» Aim of the task
Work out how many lines of the material below mention the word "every"; reply with the number only.

» The input
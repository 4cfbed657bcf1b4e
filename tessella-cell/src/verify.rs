//! The façade's self-checks: chain-complex and chain-map laws, the
//! subdivision isomorphisms, the long exact sequence of the pair,
//! Poincaré duality, and the bilinear forms. These hold by construction
//! for every valid triangulation; debug builds assert the first two at
//! construction time.

use tessella::{Integer, IntOps};
use tessella_matrix::Mat;

use crate::{
    CellularData, ChainComplexLocator, ChainMapLocator, Coords, FormLocator,
    FormType, GroupLocator, HomLocator, Variance,
};

impl<'a, R> CellularData<'a, R>
where R: Integer, for<'x> &'x R: IntOps<R> {
    /// `∂ ∘ ∂ = 0` for every decomposition and dimension.
    pub fn chain_complexes_verified(&self) -> bool {
        use Coords::*;
        for coords in [Std, Dual, Mix, StdBdry, StdRelBdry] {
            let top = self.top_dim(coords);
            for d in 2..=top {
                let lo = self.integer_chain_complex(
                    ChainComplexLocator::new(d - 1, coords));
                let hi = self.integer_chain_complex(
                    ChainComplexLocator::new(d, coords));
                if let (Some(lo), Some(hi)) = (lo, hi) {
                    if !(&*lo * &*hi).is_zero() {
                        return false
                    }
                }
            }
        }
        true
    }

    fn cc(&self, d: usize, coords: Coords) -> Mat<R> {
        match self.integer_chain_complex(ChainComplexLocator::new(d, coords)) {
            Some(m) => (*m).clone(),
            None => {
                let rows = self.cell_count(
                    ChainComplexLocator::new(d.wrapping_sub(1), coords));
                let cols = self.cell_count(ChainComplexLocator::new(d, coords));
                Mat::zero((rows, cols))
            }
        }
    }

    fn cm(&self, d: usize, src: Coords, tgt: Coords) -> Option<Mat<R>> {
        self.integer_chain_map(ChainMapLocator::new(
            ChainComplexLocator::new(d, src),
            ChainComplexLocator::new(d, tgt),
        )).map(|m| (*m).clone())
    }

    /// Chain-commutation for every declared chain map, plus the
    /// anticommutation law of the connecting map.
    pub fn chain_maps_verified(&self) -> bool {
        use Coords::*;
        let n = self.dim();

        // subdivision and long-exact-sequence maps commute with ∂
        for (src, tgt, top) in [
            (Std, Mix, n),
            (Dual, Mix, n),
            (StdBdry, Std, n - 1),
            (Std, StdRelBdry, n),
        ] {
            for d in 1..=top {
                let (Some(m_lo), Some(m_hi)) =
                    (self.cm(d - 1, src, tgt), self.cm(d, src, tgt)) else {
                    return false
                };
                let lhs = &m_lo * &self.cc(d, src);
                let rhs = &self.cc(d, tgt) * &m_hi;
                if lhs != rhs {
                    return false
                }
            }
        }

        // the connecting map anticommutes:
        // sch_d ∘ ∂rel_{d+2} + ∂bdry_{d+1} ∘ sch_{d+1} = 0
        for d in 0..n - 1 {
            let sch_d = self.integer_chain_map(ChainMapLocator::new(
                ChainComplexLocator::new(d + 1, StdRelBdry),
                ChainComplexLocator::new(d, StdBdry)))
                .expect("connecting map missing");
            let sch_d1 = self.integer_chain_map(ChainMapLocator::new(
                ChainComplexLocator::new(d + 2, StdRelBdry),
                ChainComplexLocator::new(d + 1, StdBdry)))
                .expect("connecting map missing");
            let a = &*sch_d * &self.cc(d + 2, StdRelBdry);
            let b = &self.cc(d + 1, StdBdry) * &*sch_d1;
            if !(&a + &b).is_zero() {
                return false
            }
        }

        true
    }

    /// The subdivision chain maps induce isomorphisms on (co)homology at
    /// every dimension.
    pub fn coordinate_isomorphisms_verified(&self, variance: Variance,
                                            coef: u64) -> bool {
        let n = self.dim();
        for d in 0..=n {
            let pairs: [(Coords, Coords); 2] = match variance {
                Variance::Covariant =>
                    [(Coords::Std, Coords::Mix), (Coords::Dual, Coords::Mix)],
                Variance::Contravariant =>
                    [(Coords::Mix, Coords::Std), (Coords::Mix, Coords::Dual)],
            };
            for (src, tgt) in pairs {
                let h = self.hom_group(HomLocator::new(
                    GroupLocator::new(d, variance, src, coef),
                    GroupLocator::new(d, variance, tgt, coef)));
                match h {
                    Some(h) => if !h.is_isomorphism() { return false },
                    None => return false,
                }
            }
        }
        true
    }

    /// Exactness of the long exact sequence of the pair `(M, ∂M)`:
    /// consecutive compositions vanish and image matches kernel, up to
    /// rank and invariant factors.
    pub fn homology_les_verified(&self, variance: Variance, coef: u64)
        -> bool
    {
        let n = self.dim();
        let g = |d: usize, c: Coords| GroupLocator::new(d, variance, c, coef);

        // the maps of the sequence, ordered as they compose for homology:
        // ... -> H_d(∂) -> H_d(M) -> H_d(M,∂) -> H_{d-1}(∂) -> ...
        let mut seq = vec![];
        for d in (0..=n).rev() {
            if d < n {
                seq.push(HomLocator::new(
                    g(d, Coords::StdBdry), g(d, Coords::Std)));
            }
            seq.push(HomLocator::new(
                g(d, Coords::Std), g(d, Coords::StdRelBdry)));
            if d > 0 {
                seq.push(HomLocator::new(
                    g(d, Coords::StdRelBdry), g(d - 1, Coords::StdBdry)));
            }
        }
        if variance == Variance::Contravariant {
            // cohomology runs the arrows backwards
            seq.reverse();
            seq = seq.into_iter()
                .map(|h| HomLocator::new(h.range, h.domain))
                .collect();
        }

        for w in seq.windows(2) {
            let (Some(f), Some(gm)) =
                (self.hom_group(w[0]), self.hom_group(w[1])) else {
                return false
            };
            let comp = gm.compose(&f);
            if !comp.is_zero_map() {
                return false
            }
            if f.image() != gm.kernel() {
                return false
            }
        }
        true
    }

    /// The duality chain map induces isomorphisms
    /// `H_i(M; dual) ≅ H^{n-i}(M, ∂M)` (over `Z` when orientable, over
    /// `Z_2` always).
    pub fn poincare_duality_verified(&self) -> bool {
        let n = self.dim();
        let coefs: &[u64] = if self.tri.is_orientable() { &[0, 2] } else { &[2] };
        for &coef in coefs {
            for i in 0..=n {
                let h = self.hom_group(HomLocator::new(
                    GroupLocator::new(i, Variance::Covariant,
                        Coords::Dual, coef),
                    GroupLocator::new(n - i, Variance::Contravariant,
                        Coords::StdRelBdry, coef)));
                match h {
                    Some(h) => if !h.is_isomorphism() { return false },
                    None => return false,
                }
            }
        }
        true
    }

    /// Sanity of the intersection pairings: symmetry of the middle form
    /// in even dimensions, and nondegeneracy of the torsion linking form
    /// on closed orientable 3-manifolds.
    pub fn intersection_forms_verified(&self) -> bool {
        let n = self.dim();
        if n == 4 && self.tri.is_orientable() {
            let l = GroupLocator::new(2, Variance::Covariant, Coords::Dual, 0);
            match self.bilinear_form(FormLocator::new(
                FormType::Intersection, l, l)) {
                Some(b) => if !b.is_symmetric() { return false },
                None => return false,
            }
        }
        if n == 3 && self.tri.is_orientable() && self.is_closed() {
            let l = GroupLocator::new(1, Variance::Covariant, Coords::Dual, 0);
            let r = GroupLocator::new(1, Variance::Covariant,
                Coords::StdRelBdry, 0);
            match self.bilinear_form(FormLocator::new(
                FormType::TorsionLinking, l, r)) {
                Some(b) => {
                    if !b.ldomain().is_trivial()
                        && !b.left_adjoint().is_isomorphism() {
                        return false
                    }
                }
                None => return false,
            }
        }
        true
    }

    fn is_closed(&self) -> bool {
        self.ix.num_std_bdry.iter().all(|&c| c == 0)
    }
}

#[cfg(test)]
mod tests {
    use super::*;
    use crate::Tri;
    use tessella_tri::fixtures;

    type CD<'a> = CellularData<'a, i64>;

    fn init_logger() {
        let _ = simplelog::SimpleLogger::init(
            log::LevelFilter::Warn, simplelog::Config::default());
    }

    fn full_check(cd: &CD) {
        init_logger();
        assert!(cd.chain_complexes_verified());
        assert!(cd.chain_maps_verified());
        for variance in [Variance::Covariant, Variance::Contravariant] {
            for coef in [0, 2, 3] {
                assert!(cd.coordinate_isomorphisms_verified(variance, coef),
                    "coordinate isomorphisms failed at {variance:?}, {coef}");
                assert!(cd.homology_les_verified(variance, coef),
                    "LES failed at {variance:?}, {coef}");
            }
        }
        assert!(cd.poincare_duality_verified());
        assert!(cd.intersection_forms_verified());
    }

    #[test]
    fn s3_one_tet_all_checks() {
        let t = fixtures::s3_one_tet();
        full_check(&CD::new(Tri::D3(&t)));
    }

    #[test]
    fn lens_5_1_all_checks() {
        let t = fixtures::lens_5_1();
        full_check(&CD::new(Tri::D3(&t)));
    }

    #[test]
    fn figure_eight_all_checks() {
        let t = fixtures::figure_eight();
        full_check(&CD::new(Tri::D3(&t)));
    }

    #[test]
    fn s4_all_checks() {
        let t = fixtures::s4_two_pentachora();
        full_check(&CD::new(Tri::D4(&t)));
    }

    #[test]
    fn cp2_all_checks() {
        let t = fixtures::cp2();
        full_check(&CD::new(Tri::D4(&t)));
    }

    #[test]
    fn closed_manifold_relative_is_identity() {
        // no boundary: the quotient onto the relative complex is the
        // identity at every dimension
        let t = fixtures::lens_5_1();
        let cd = CD::new(Tri::D3(&t));
        for d in 0..=3 {
            assert_eq!(cd.cell_count(
                ChainComplexLocator::new(d.min(2), Coords::StdBdry)), 0);
            let f = cd.hom_group(HomLocator::new(
                GroupLocator::new(d, Variance::Covariant, Coords::Std, 0),
                GroupLocator::new(d, Variance::Covariant, Coords::StdRelBdry, 0),
            )).unwrap();
            assert!(f.is_identity());
        }
    }

    #[test]
    fn subdivision_round_trip() {
        let t = fixtures::lens_5_1();
        let cd = CD::new(Tri::D3(&t));
        for d in 0..=3 {
            let f = cd.hom_group(HomLocator::new(
                GroupLocator::new(d, Variance::Covariant, Coords::Std, 0),
                GroupLocator::new(d, Variance::Covariant, Coords::Mix, 0),
            )).unwrap();
            let g = f.inverse_hom().unwrap();
            assert!(g.compose(&f).is_identity(), "round trip failed at {d}");
        }
    }

    #[test]
    fn poincare_sphere_all_checks() {
        let t = fixtures::poincare_sphere();
        let cd = CD::new(Tri::D3(&t));
        assert!(cd.chain_complexes_verified());
        assert!(cd.chain_maps_verified());
        assert!(cd.poincare_duality_verified());
    }
}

» Exercise solution
5